Method for producing at least two groups of cast components which differ in at least one material property in the same casting installation, in which for each group of cast components a specific alloy composition of an aluminum melt is set which is selected differently according to a group membership of the cast component, - The cast component is cast from the thus alloyed melt and - The cast component is subjected to a heat treatment after casting, wherein - Cast components of all groups are subjected to the same heat treatment.

Description

The invention relates to a method for producing at least two groups of cast components, which differ in at least one material property, in particular in their strength.

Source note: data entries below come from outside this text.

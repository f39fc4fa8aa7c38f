//! HTTP handlers for stock category endpoints

use axum::{
    extract::{Path, State},
    Json,
};
use uuid::Uuid;

use crate::error::AppResult;
use crate::middleware::auth::ensure_admin;
use crate::middleware::CurrentUser;
use crate::services::category::CreateCategoryInput;
use crate::services::CategoryService;
use crate::models::Category;
use crate::AppState;

/// List all categories
pub async fn list_categories(
    State(state): State<AppState>,
    _current_user: CurrentUser,
) -> AppResult<Json<Vec<Category>>> {
    let service = CategoryService::new(state.db, state.notifier.clone());
    let categories = service.list().await?;
    Ok(Json(categories))
}

/// Create a category
pub async fn create_category(
    State(state): State<AppState>,
    current_user: CurrentUser,
    Json(input): Json<CreateCategoryInput>,
) -> AppResult<Json<Category>> {
    let service = CategoryService::new(state.db, state.notifier.clone());
    let category = service.create(Some(current_user.0.user_id), input).await?;
    Ok(Json(category))
}

/// Delete a category (admin only). Items referencing it are kept.
pub async fn delete_category(
    State(state): State<AppState>,
    current_user: CurrentUser,
    Path(category_id): Path<Uuid>,
) -> AppResult<Json<()>> {
    ensure_admin(&current_user.0)?;
    let service = CategoryService::new(state.db, state.notifier.clone());
    service
        .delete(Some(current_user.0.user_id), category_id)
        .await?;
    Ok(Json(()))
}
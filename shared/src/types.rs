//! Common types used across the platform

use serde::{Deserialize, Serialize};

/// Entity collections that can signal changes to subscribers.
///
/// A change signal means "something in this collection changed, re-read" —
/// the signal itself carries no payload.
#[derive(Debug, Clone, Copy, PartialEq, Eq, Hash, Serialize, Deserialize)]
#[serde(rename_all = "snake_case")]
pub enum Collection {
    StockItems,
    StockMovements,
    Categories,
    ActivityLogs,
    UniformItems,
    UniformCategories,
    UniformMovements,
    Issuances,
}

impl Collection {
    /// All collections, in a stable order.
    pub const ALL: [Collection; 8] = [
        Collection::StockItems,
        Collection::StockMovements,
        Collection::Categories,
        Collection::ActivityLogs,
        Collection::UniformItems,
        Collection::UniformCategories,
        Collection::UniformMovements,
        Collection::Issuances,
    ];

    pub fn as_str(&self) -> &'static str {
        match self {
            Collection::StockItems => "stock_items",
            Collection::StockMovements => "stock_movements",
            Collection::Categories => "categories",
            Collection::ActivityLogs => "activity_logs",
            Collection::UniformItems => "uniform_items",
            Collection::UniformCategories => "uniform_categories",
            Collection::UniformMovements => "uniform_movements",
            Collection::Issuances => "issuances",
        }
    }
}

impl std::str::FromStr for Collection {
    type Err = ();

    fn from_str(s: &str) -> Result<Self, Self::Err> {
        Collection::ALL
            .iter()
            .copied()
            .find(|c| c.as_str() == s)
            .ok_or(())
    }
}

impl std::fmt::Display for Collection {
    fn fmt(&self, f: &mut std::fmt::Formatter<'_>) -> std::fmt::Result {
        f.write_str(self.as_str())
    }
}

#[cfg(test)]
mod tests {
    use super::*;

    #[test]
    fn test_collection_round_trip() {
        for c in Collection::ALL {
            assert_eq!(c.as_str().parse::<Collection>(), Ok(c));
        }
    }

    #[test]
    fn test_collection_unknown() {
        assert!("lots".parse::<Collection>().is_err());
    }
}
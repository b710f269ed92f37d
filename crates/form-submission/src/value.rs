//! The structured value tree built from a form submission.

use std::fmt;

use form_path::{Path, Segment};
use indexmap::IndexMap;
use serde_json::{json, Map, Number};

/// Ordered object fields. Insertion order is kept so re-rendering is stable.
pub type Fields = IndexMap<String, Value>;

/// An opaque reference to an uploaded file. Contents never pass through the engine.
#[derive(Debug, Clone, PartialEq, Eq, Hash)]
pub struct FileHandle {
    pub name: String,
    pub size: u64,
    pub content_type: Option<String>,
}

impl FileHandle {
    pub fn new(name: impl Into<String>, size: u64) -> Self {
        Self {
            name: name.into(),
            size,
            content_type: None,
        }
    }

    pub fn with_content_type(mut self, content_type: impl Into<String>) -> Self {
        self.content_type = Some(content_type.into());
        self
    }
}

/// A leaf value.
///
/// Dates, numbers typed into inputs and select options all arrive as text;
/// `Number` appears only in defaults and values supplied by callers.
#[derive(Debug, Clone, PartialEq)]
pub enum Scalar {
    Text(String),
    Bool(bool),
    Number(f64),
    File(FileHandle),
}

/// A node in the form value tree.
#[derive(Debug, Clone, PartialEq)]
pub enum Value {
    /// Unset slot, used to pad sparse lists such as a lone `tasks[2]`.
    Null,
    Scalar(Scalar),
    List(Vec<Value>),
    Object(Fields),
}

/// The kind of a node, reported in diagnostics.
#[derive(Debug, Clone, Copy, PartialEq, Eq)]
pub enum NodeKind {
    Null,
    Scalar,
    List,
    Object,
}

impl fmt::Display for NodeKind {
    fn fmt(&self, f: &mut fmt::Formatter<'_>) -> fmt::Result {
        f.write_str(match self {
            NodeKind::Null => "null",
            NodeKind::Scalar => "scalar",
            NodeKind::List => "list",
            NodeKind::Object => "object",
        })
    }
}

impl Value {
    pub fn text(s: impl Into<String>) -> Self {
        Value::Scalar(Scalar::Text(s.into()))
    }

    pub fn bool(b: bool) -> Self {
        Value::Scalar(Scalar::Bool(b))
    }

    pub fn number(n: f64) -> Self {
        Value::Scalar(Scalar::Number(n))
    }

    pub fn file(handle: FileHandle) -> Self {
        Value::Scalar(Scalar::File(handle))
    }

    pub fn empty_object() -> Self {
        Value::Object(Fields::new())
    }

    pub fn kind(&self) -> NodeKind {
        match self {
            Value::Null => NodeKind::Null,
            Value::Scalar(_) => NodeKind::Scalar,
            Value::List(_) => NodeKind::List,
            Value::Object(_) => NodeKind::Object,
        }
    }

    pub fn is_null(&self) -> bool {
        matches!(self, Value::Null)
    }

    pub fn as_str(&self) -> Option<&str> {
        match self {
            Value::Scalar(Scalar::Text(s)) => Some(s),
            _ => None,
        }
    }

    pub fn as_list(&self) -> Option<&Vec<Value>> {
        match self {
            Value::List(items) => Some(items),
            _ => None,
        }
    }

    pub fn as_object(&self) -> Option<&Fields> {
        match self {
            Value::Object(fields) => Some(fields),
            _ => None,
        }
    }

    /// Text that is empty or only whitespace, or an unset slot.
    pub fn is_blank(&self) -> bool {
        match self {
            Value::Null => true,
            Value::Scalar(Scalar::Text(s)) => s.trim().is_empty(),
            _ => false,
        }
    }

    /// Get the node at `path`.
    pub fn get(&self, path: &Path) -> Option<&Value> {
        let mut current = self;
        for segment in path {
            current = match (current, segment) {
                (Value::Object(fields), Segment::Key(key)) => fields.get(key)?,
                (Value::List(items), Segment::Index(index)) => items.get(*index)?,
                _ => return None,
            };
        }
        Some(current)
    }

    /// Get a mutable reference to the node at `path`.
    pub fn get_mut(&mut self, path: &Path) -> Option<&mut Value> {
        let mut current = self;
        for segment in path {
            current = match (current, segment) {
                (Value::Object(fields), Segment::Key(key)) => fields.get_mut(key)?,
                (Value::List(items), Segment::Index(index)) => items.get_mut(*index)?,
                _ => return None,
            };
        }
        Some(current)
    }
}

/// A blank value with the same shape as `like`.
///
/// Objects keep their keys with blank children, lists become empty and
/// scalars become empty text. Used when a list insert carries no default.
pub fn empty_like(like: &Value) -> Value {
    match like {
        Value::Null | Value::Scalar(_) => Value::text(""),
        Value::List(_) => Value::List(Vec::new()),
        Value::Object(fields) => Value::Object(
            fields
                .iter()
                .map(|(key, child)| (key.clone(), empty_like(child)))
                .collect(),
        ),
    }
}

// ── JSON conversion ───────────────────────────────────────────────────────

impl From<serde_json::Value> for Value {
    fn from(v: serde_json::Value) -> Self {
        match v {
            serde_json::Value::Null => Value::Null,
            serde_json::Value::Bool(b) => Value::bool(b),
            serde_json::Value::Number(n) => Value::number(n.as_f64().unwrap_or(0.0)),
            serde_json::Value::String(s) => Value::text(s),
            serde_json::Value::Array(items) => {
                Value::List(items.into_iter().map(Value::from).collect())
            }
            serde_json::Value::Object(obj) => Value::Object(
                obj.into_iter()
                    .map(|(k, v)| (k, Value::from(v)))
                    .collect(),
            ),
        }
    }
}

impl From<&Value> for serde_json::Value {
    fn from(v: &Value) -> Self {
        match v {
            Value::Null => serde_json::Value::Null,
            Value::Scalar(Scalar::Text(s)) => serde_json::Value::String(s.clone()),
            Value::Scalar(Scalar::Bool(b)) => serde_json::Value::Bool(*b),
            Value::Scalar(Scalar::Number(n)) => number_to_json(*n),
            Value::Scalar(Scalar::File(file)) => json!({
                "name": file.name,
                "size": file.size,
                "type": file.content_type,
            }),
            Value::List(items) => {
                serde_json::Value::Array(items.iter().map(serde_json::Value::from).collect())
            }
            Value::Object(fields) => serde_json::Value::Object(
                fields
                    .iter()
                    .map(|(k, v)| (k.clone(), serde_json::Value::from(v)))
                    .collect::<Map<_, _>>(),
            ),
        }
    }
}

impl From<Value> for serde_json::Value {
    fn from(v: Value) -> Self {
        serde_json::Value::from(&v)
    }
}

fn number_to_json(n: f64) -> serde_json::Value {
    if n.fract() == 0.0 && n.abs() < 9_007_199_254_740_992.0 {
        return json!(n as i64);
    }
    Number::from_f64(n)
        .map(serde_json::Value::Number)
        .unwrap_or(serde_json::Value::Null)
}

In the production of cast components from light metals, such as aluminum, ingots, so-called ingots, are first liquefied from the alloy used in a smelting furnace. The melt is then transported in a transport crucible to a holding furnace and stored there. Melt is taken from the holding furnace on the casting machine for die casting of individual components. Following the die casting and demolding of the finished components, usually a heat treatment is carried out to set different material properties of the cast components. A common heat treatment process is a combination of solution annealing and hot aging.

The publication DE 10 2006 049 869 A1 discloses a method for producing a cast component, in particular a die-cast component, preferably from an aluminum alloy.

From the US 2006/0 000 571 A1 For example, a method for producing metallic castings is known in which a heat treatment is connected after casting and molding.

The published from the same patent family publications EP 2 311 996 A2 and DE 10 2010 009 118 A1 show a process for the heat treatment of castings, in particular of light metal die castings by solution heat treatment, cooling and aging, wherein the castings solution-annealed directly after removal from the mold, or directly in the mold before removal by infrared rays for one to five minutes, then for two to five minutes quenched and warm outsourced.

The publication DE 10 2008 024 524 A1 relates to a method for producing a cast component, in particular a die-cast component, in particular from an aluminum alloy, in which the cast component is at least partially subjected to a heat treatment process following the casting process and the removal from its mold, wherein the cast component in the heat treatment after reaching a target temperature directly is cooled or heat treated before cooling for a holding time of up to 3 min. In addition, a system for producing such a cast component is disclosed.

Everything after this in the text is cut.